Published on August 25th, 2021 | by Abdul Saad
Dragon Star Varnir Nintendo Switch Review
Summary: Dragon Star Varnir is quite a mixed bag in terms of enjoyment. While it provides an intricate and engaging combat system as well as some solid alternate modes, the rest of its elements are unfortunately rather lackluster or just plain inconveniencing.
Dragon Star Varnir is a surprising game in many ways. While it has many entertaining aspects, its design and execution are unfortunately flawed which sometimes take the immersion and enjoyment out of the experience.
The game follows Zephy, a knight who, one day, gets into a sticky situation involving an angry dragon. He is ultimately gravely wounded until two witches walking nearby save him by feeding him dragon’s blood. Now granted with magical powers, Zephy becomes the very thing his order seeks to destroy: a witch. Afterwards, he reluctantly joins the witches on a journey to find out how to return to his former self amidst groups of enemies like the knights and infamous dragon hunters chasing them along the way. The game’s premise is admittedly quite basic, especially if you’re an anime fan.
The story basically boils down to the characters moving from one location, encountering a dragon and ultimately defeating it, to encountering the knights and their other enemies and doing the same. What’s more, it is also incredibly tropey, which isn’t much of a surprise for a JRPG, but it is worth mentioning regardless. Though this isn’t to say the story wasn’t entertaining. As both a JRPG and anime fan, those very familiar tropes were just enough to engage me throughout the game. However, I can’t confidently say the same will be true for regular players.

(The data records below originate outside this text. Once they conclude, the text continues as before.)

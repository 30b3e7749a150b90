//! idman: cloud identity administration toolkit.

mod cli;
mod commands;
mod context;
mod directory;
mod prompt;

use clap::Parser;
use std::process::ExitCode;

use cli::{Cli, Command};
use context::CommandContext;

#[tokio::main]
async fn main() -> ExitCode {
    tracing_subscriber::fmt()
        .with_env_filter(
            tracing_subscriber::EnvFilter::try_from_default_env()
                .unwrap_or_else(|_| tracing_subscriber::EnvFilter::new("warn")),
        )
        .with_writer(std::io::stderr)
        .init();

    let cli = Cli::parse();
    match run(cli).await {
        Ok(code) => ExitCode::from(code),
        Err(error) => {
            eprintln!("error: {error}");
            eprintln!("  suggestion: {}", error.recovery_suggestion());
            ExitCode::from(1)
        }
    }
}

async fn run(cli: Cli) -> idman_core::errors::IdmanResult<u8> {
    let ctx = CommandContext::build(cli.config.clone(), cli.profile.as_deref())?;
    match cli.command {
        Command::Bulk(command) => commands::bulk::run(&ctx, command).await,
        Command::Templates(command) => commands::templates::run(&ctx, command).await,
        Command::Backup(command) => commands::backup::run(&ctx, command).await,
        Command::Restore(command) => commands::restore::run(&ctx, command).await,
        Command::Retention(command) => commands::retention::run(&ctx, command).await,
        Command::Export(args) => commands::export::run_export(&ctx, args).await,
        Command::Import(args) => commands::export::run_import(&ctx, args).await,
    }
}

As for the gameplay, I can wholeheartedly say that the combat in Dragon Star Varnir was the highlight of my experience. While I initially had qualms with its structure, it gradually grew on me as I realized how intricate its mechanics were. Combat in the game consists of the traditional turn-based action, except this time, players can switch between three tiers in the sky, instead of playing on a level field. Physical attacks won’t hit an enemy in a separate tier from you, whereas magic attacks can hit them on multiple tiers. The game also has this neat thing called the Devour mechanic where, after weakening a dragon, the player can consume it to gain its core which can further be used to unlock more skills including passive skills, magic skills, physical skills, and more.
One thing I did notice about Varnir is that it progressively and significantly gets harder as you keep playing. The game will constantly and consistently throw more challenging enemies and bosses at you the further you go. As a result, some difficulty spike incur, which felt really jarring, so grinding out enemies before boss fights especially in the game’s latter half is highly advised.

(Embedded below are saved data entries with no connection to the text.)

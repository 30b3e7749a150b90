/// Operations rejected or timed out by the directory service.
#[derive(Debug, Clone, thiserror::Error)]
pub enum ExecutionError {
    #[error("rate limited during {operation}")]
    RateLimited { operation: String },

    #[error("service unavailable during {operation}")]
    ServiceUnavailable { operation: String },

    #[error("{operation} timed out after {seconds}s")]
    Timeout { operation: String, seconds: u64 },

    #[error("invalid parameters for {operation}: {reason}")]
    InvalidParameters { operation: String, reason: String },

    #[error("assignment operation failed for {assignment}: {reason}")]
    AssignmentFailed { assignment: String, reason: String },

    #[error("rollback failed for {resource}: {reason}")]
    RollbackFailed { resource: String, reason: String },

    #[error("{operation} cancelled")]
    Cancelled { operation: String },
}

impl ExecutionError {
    /// Stable machine-readable code.
    pub fn code(&self) -> &'static str {
        match self {
            ExecutionError::RateLimited { .. } => "EXEC_RATE_LIMITED",
            ExecutionError::ServiceUnavailable { .. } => "EXEC_UNAVAILABLE",
            ExecutionError::Timeout { .. } => "EXEC_TIMEOUT",
            ExecutionError::InvalidParameters { .. } => "EXEC_INVALID_PARAMS",
            ExecutionError::AssignmentFailed { .. } => "EXEC_ASSIGNMENT_FAILED",
            ExecutionError::RollbackFailed { .. } => "EXEC_ROLLBACK_FAILED",
            ExecutionError::Cancelled { .. } => "EXEC_CANCELLED",
        }
    }
}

Varnir also includes other gameplay elements to engage the player such as the ability to gift characters items to increase your bonds with them, which consequently prompts extra scenes between them. There’s also a mode where you regularly feed a group of little witches to keep their dragons at bay, as well as a mode where players spawn a dragon which has a chance to drop powerful items upon defeat.
I found the last mode to be the most engaging as it provides a challenge and rewards your efforts sufficiently. However, the most intrusive and annoying mechanic included in the game has to be the Madness system. Depending on what dialogue choices you make, the number of defeats you concede to, and the type of enemies you encounter, your whole playthrough can be turned upside down or forced in the wrong direction.

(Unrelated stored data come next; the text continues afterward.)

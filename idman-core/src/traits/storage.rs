//! Raw byte-oriented storage backend interface.

use std::collections::BTreeMap;

use async_trait::async_trait;

use crate::errors::IdmanResult;

/// Key/value byte store beneath the storage engine.
///
/// Keys are slash-separated paths; the backend decides how they map onto
/// its medium (files, object keys, ...).
#[async_trait]
pub trait IStorageBackend: Send + Sync {
    async fn write_data(&self, key: &str, data: &[u8]) -> IdmanResult<()>;
    /// None when the key does not exist.
    async fn read_data(&self, key: &str) -> IdmanResult<Option<Vec<u8>>>;
    /// True when something was deleted.
    async fn delete_data(&self, key: &str) -> IdmanResult<bool>;
    async fn list_keys(&self, prefix: Option<&str>) -> IdmanResult<Vec<String>>;
    async fn exists(&self, key: &str) -> IdmanResult<bool>;
    /// Backend metadata for a key (e.g. size), None when absent.
    async fn get_metadata(&self, key: &str) -> IdmanResult<Option<BTreeMap<String, String>>>;
}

This basically means you have to make sure you limit your amount of defeats, always stay vigilant with your choices and additionally make sure you’re constantly micromanaging the aforementioned little witches, or your playthrough will be in jeopardy. This mechanic makes it incredibly hard to progress your game freely and it only serves as a significant inconvenience throughout.
Another subpar part of the game is its awful 3D graphics. Whether you play docked or undocked, the character models in cut scenes look rough and choppy, while the illustrated stills outside cut scenes are laughably executed by having barely moving mouths on their faces during dialogue. What’s worse is that movement is done by dragging them across the screen like a drawing on MS paint. The only part of the game that’s visually impressive are the witches’ elaborate but stunning transformation and devouring sequences.
I’ll also give credit to the game’s unique and sometimes captivating character designs. Each character’s dressing is a consistent and bizarre mix of Gothic and Steampunk fashion, which I admittedly found appealing. What I didn’t find appealing however, is the game’s generic JRPG soundtrack with a very limited number of repeated mediocre songs.
All in all, as you can probably guess, Dragon Star Varnir is quite a mixed bag in terms of enjoyment. While it provides an intricate and engaging combat system as well as some solid alternate modes, the rest of its elements are unfortunately rather lackluster or just plain inconveniencing.